In 1993, Jim Sinclair wrote what has become a key foundational writing of the autism movement – Don’t Mourn for Us. It is time to move past this as a community however.
In 1993, Jim’s words were revolutionary – you may need to mourn for the imaginary child you didn’t have on the path to accepting the child you actually have. That the child you mourn for never existed. That you need to go through that phase and move on. That you may need to mourn for the loss of your dreams and expectations, the realization that you never had what you thought you had (a neurotypical child).
That’s powerful and I won’t detract from Jim’s words here.
But it’s time to move past that. It’s time to move past the expectation that it is normal and okay to be upset when you find out your child is autistic. Even if that normal and okay upset isn’t directed at the autistic child, but directed at this mythical non-existent child you thought you had.
The gay community has went through this. 25 years ago, a child telling their parent, “I’m gay” would cause grief, denial, anger, etc. If the parent was a good parent, they would move past this phase and embrace their child. That was considered a great thing – that the child only had to watch mom and dad mourn for a bit, and that mom and dad got past it.
Today, we see story after story of a different reality – that of mom and dad saying, “That’s awesome, let’s celebrate!” There is now, in many families, joy that their child is living their life in a way that makes the child happy and complete. Not sadness for loss of expectations or an imagined child, but joy.
Near the end of Don’t Mourn for Us, Jim says:
After you’ve started that letting go, come back and look at your autistic child again, and say to yourself: “This is not my child that I expected and planned for. This is an alien child who landed in my life by accident. I don’t know who this child is or what it will become. But I know it’s a child, stranded in an alien world, without parents of its own kind to care for it. It needs someone to care for it, to teach it, to interpret and to advocate for it. And because this alien child happened to drop into my life, that job is mine if I want it.”
I say parent’s can do this without letting go. And where they can’t, we’ve failed as advocates to express what it means to be autistic. Just as it took the LGB community years to get to the point where many parents no longer have to go through a -1-2morning process, it can take us years to get there. But make no mistake – that is where we need to go.

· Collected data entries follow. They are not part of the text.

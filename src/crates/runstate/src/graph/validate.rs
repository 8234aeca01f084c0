//! Structural validation of graph templates
//!
//! Runs at upsert time. Every problem found is collected so the caller can fix
//! a template in one round trip.

use std::collections::{BTreeMap, BTreeSet, VecDeque};

use super::reference::references_in_inputs;
use super::template::{ancestors_of, GraphDefinition};

/// Validate a template definition, returning every problem found
pub fn validate_definition(definition: &GraphDefinition) -> Result<(), Vec<String>> {
    let mut errors = Vec::new();

    if definition.nodes.is_empty() {
        errors.push("graph template must contain at least one node".to_string());
        return Err(errors);
    }

    let mut identifiers = BTreeSet::new();
    for node in &definition.nodes {
        if node.identifier.trim().is_empty() {
            errors.push(format!("node '{}' has an empty identifier", node.node_name));
        } else if !identifiers.insert(node.identifier.as_str()) {
            errors.push(format!("duplicate identifier '{}'", node.identifier));
        }
        if node.node_name.trim().is_empty() {
            errors.push(format!("identifier '{}' has an empty node_name", node.identifier));
        }
    }

    for node in &definition.nodes {
        for next in &node.next_node_identifiers {
            if next == &node.identifier {
                errors.push(format!("identifier '{}' lists itself as next node", next));
            } else if !identifiers.contains(next.as_str()) {
                errors.push(format!(
                    "identifier '{}' points to unknown next node '{}'",
                    node.identifier, next
                ));
            }
        }
    }

    for name in definition.secrets.keys() {
        if name.trim().is_empty() {
            errors.push("secret names cannot be empty".to_string());
        }
    }

    if let Some(policy) = &definition.retry_policy {
        if let Err(e) = policy.validate() {
            errors.push(e);
        }
    }

    // Cycle and reference checks need a well-formed edge set
    if !errors.is_empty() {
        return Err(errors);
    }

    if let Err(cycle) = topological_order(definition) {
        errors.push(format!(
            "graph template contains a cycle through: {}",
            cycle.join(", ")
        ));
        return Err(errors);
    }

    for node in &definition.nodes {
        let ancestors = ancestors_of(&definition.nodes, &node.identifier);
        for reference in references_in_inputs(&node.inputs) {
            if !identifiers.contains(reference.identifier.as_str()) {
                errors.push(format!(
                    "identifier '{}' references unknown identifier in {}",
                    node.identifier, reference
                ));
            } else if !ancestors.contains(&reference.identifier) {
                errors.push(format!(
                    "identifier '{}' references {} which is not upstream of it",
                    node.identifier, reference
                ));
            }
        }
    }

    if errors.is_empty() {
        Ok(())
    } else {
        Err(errors)
    }
}

/// Kahn's algorithm. Returns the identifiers left in a cycle on failure.
pub fn topological_order(definition: &GraphDefinition) -> Result<Vec<String>, Vec<String>> {
    let mut in_degree: BTreeMap<&str, usize> = definition
        .nodes
        .iter()
        .map(|n| (n.identifier.as_str(), 0))
        .collect();

    for node in &definition.nodes {
        let unique: BTreeSet<&str> = node.next_node_identifiers.iter().map(String::as_str).collect();
        for next in unique {
            if let Some(degree) = in_degree.get_mut(next) {
                *degree += 1;
            }
        }
    }

    let mut ready: VecDeque<&str> = in_degree
        .iter()
        .filter(|(_, degree)| **degree == 0)
        .map(|(id, _)| *id)
        .collect();
    let mut order = Vec::with_capacity(definition.nodes.len());

    while let Some(current) = ready.pop_front() {
        order.push(current.to_string());
        let Some(node) = definition.nodes.iter().find(|n| n.identifier == current) else {
            continue;
        };
        let unique: BTreeSet<&str> = node.next_node_identifiers.iter().map(String::as_str).collect();
        for next in unique {
            if let Some(degree) = in_degree.get_mut(next) {
                *degree -= 1;
                if *degree == 0 {
                    ready.push_back(next);
                }
            }
        }
    }

    if order.len() == in_degree.len() {
        Ok(order)
    } else {
        Err(in_degree
            .into_iter()
            .filter(|(_, degree)| *degree > 0)
            .map(|(id, _)| id.to_string())
            .collect())
    }
}
//! API route definitions
//!
//! Every engine route lives under `/namespace/:namespace` and sits behind the
//! security middleware; health checks do not.

use axum::{
    middleware::from_fn_with_state,
    routing::{get, post, put},
    Router,
};
use std::sync::Arc;

use crate::api::{handlers, middleware::logging_layer};
use crate::config::{security_middleware, SecurityState};
use crate::services::Engine;

/// Shared application state
#[derive(Clone)]
pub struct AppState {
    pub engine: Engine,
    pub security: Arc<SecurityState>,
}

/// Build the complete API router
pub fn create_router(engine: Engine, security: Arc<SecurityState>) -> Router {
    let app_state = AppState {
        engine,
        security: security.clone(),
    };

    let namespaced = Router::new()
        // Node registry
        .route(
            "/namespace/:namespace/nodes",
            put(handlers::register_nodes).get(handlers::list_nodes),
        )
        .route(
            "/namespace/:namespace/nodes/",
            put(handlers::register_nodes).get(handlers::list_nodes),
        )
        .route("/namespace/:namespace/nodes/:name", get(handlers::get_node))
        // Graph templates
        .route(
            "/namespace/:namespace/graph/:graph_name",
            put(handlers::upsert_graph).get(handlers::get_graph),
        )
        .route(
            "/namespace/:namespace/graph/:graph_name/states/create",
            post(handlers::create_states),
        )
        // Worker protocol
        .route(
            "/namespace/:namespace/states/enqueue",
            post(handlers::enqueue_states),
        )
        .route(
            "/namespace/:namespace/states/:state_id/executed",
            post(handlers::report_executed),
        )
        .route(
            "/namespace/:namespace/state/:state_id/secrets",
            get(handlers::get_state_secrets),
        )
        // Inspection and cancellation
        .route("/namespace/:namespace/states", get(handlers::list_states))
        .route("/namespace/:namespace/states/", get(handlers::list_states))
        .route(
            "/namespace/:namespace/state/:state_id",
            get(handlers::get_state),
        )
        .route(
            "/namespace/:namespace/states/:state_id/cancel",
            post(handlers::cancel_state),
        )
        .route(
            "/namespace/:namespace/states/run/:run_id",
            get(handlers::get_run),
        )
        .route(
            "/namespace/:namespace/states/run/:run_id/cancel",
            post(handlers::cancel_run),
        )
        .route_layer(from_fn_with_state(security, security_middleware));

    Router::new()
        .route("/health", get(handlers::health))
        .route("/health/db", get(handlers::health_detailed))
        .merge(namespaced)
        .layer(logging_layer())
        .with_state(app_state)
}
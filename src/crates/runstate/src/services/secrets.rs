//! Secret resolution
//!
//! A node only sees the secrets it asked for at registration that its graph
//! also declares. Values are read from the latest template version, so a
//! rotated secret takes effect on the next execution.

use std::collections::BTreeMap;
use tracing::debug;

use crate::db::repositories::StateRepository;
use crate::db::DatabaseConnection;
use crate::services::registry::RegistryService;
use crate::services::templates::TemplateService;
use crate::{EngineError, Result, StateStatus};

#[derive(Debug, Clone)]
pub struct SecretService {
    db: DatabaseConnection,
    registry: RegistryService,
    templates: TemplateService,
}

impl SecretService {
    pub fn new(db: DatabaseConnection, registry: RegistryService, templates: TemplateService) -> Self {
        Self {
            db,
            registry,
            templates,
        }
    }

    /// Secrets declared by the graph and requested by the caller
    pub async fn resolve(
        &self,
        namespace: &str,
        graph_name: &str,
        requested: &[String],
    ) -> Result<BTreeMap<String, String>> {
        let template = self.templates.get(namespace, graph_name).await?;
        Ok(template
            .secrets
            .into_iter()
            .filter(|(name, _)| requested.contains(name))
            .collect())
    }

    /// Secrets for the worker currently holding a state's lease
    pub async fn for_state(&self, namespace: &str, state_id: &str) -> Result<BTreeMap<String, String>> {
        let state = StateRepository::get(self.db.pool(), namespace, state_id)
            .await?
            .ok_or_else(|| EngineError::NotFound(format!("state '{}'", state_id)))?;

        let status = state.status()?;
        if status != StateStatus::Queued {
            return Err(EngineError::Conflict(format!(
                "secrets are only served for QUEUED states, state '{}' is {}",
                state_id, status
            )));
        }

        let node = self.registry.get(namespace, &state.node_name).await?;
        let secrets = self.resolve(namespace, &state.graph_name, &node.secrets).await?;

        debug!(
            namespace = %namespace,
            state_id = %state_id,
            count = secrets.len(),
            "Resolved secrets"
        );
        Ok(secrets)
    }
}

We need to go to a world that finding out your child is autistic is no more tramatic or horrible or scary than finding out your child is gay (yes, I realize some people don’t have parents that can accept LGBT people – but that’s changing and the next generation will have an easier time, until one day no child is rejected on the basis of LGBT identity). Yes, your child may be disabled. Yes, your child may need to be raised differently than non-autistic children. Yes, your child may not be able to do some things (what child can do all things?). But I’m waiting and looking forward to the day when we don’t talk about how you need to love the child you have, this new-to-you creature, but rather that you just keep loving the child you’ve always known. Sure, you have a new label, but you knew your child before and you will still know your child.
THAT is what I want to see for the autistic community. Maybe that’s radical, but I don’t think it is. I think it is possible, even today, and should be the expectation. Sure, we should recognize the reality that some parents will have to grieve over the child they never had. But that doesn’t mean we should normalize this process or assume that everyone has to go through it. They don’t. It’s okay to not mourn. It’s okay to not mourn for any child, imaginary or real. And that should be the expectation for normalcy of parenting, with compassion (but not normalization) extended to parents that might not quite be here yet.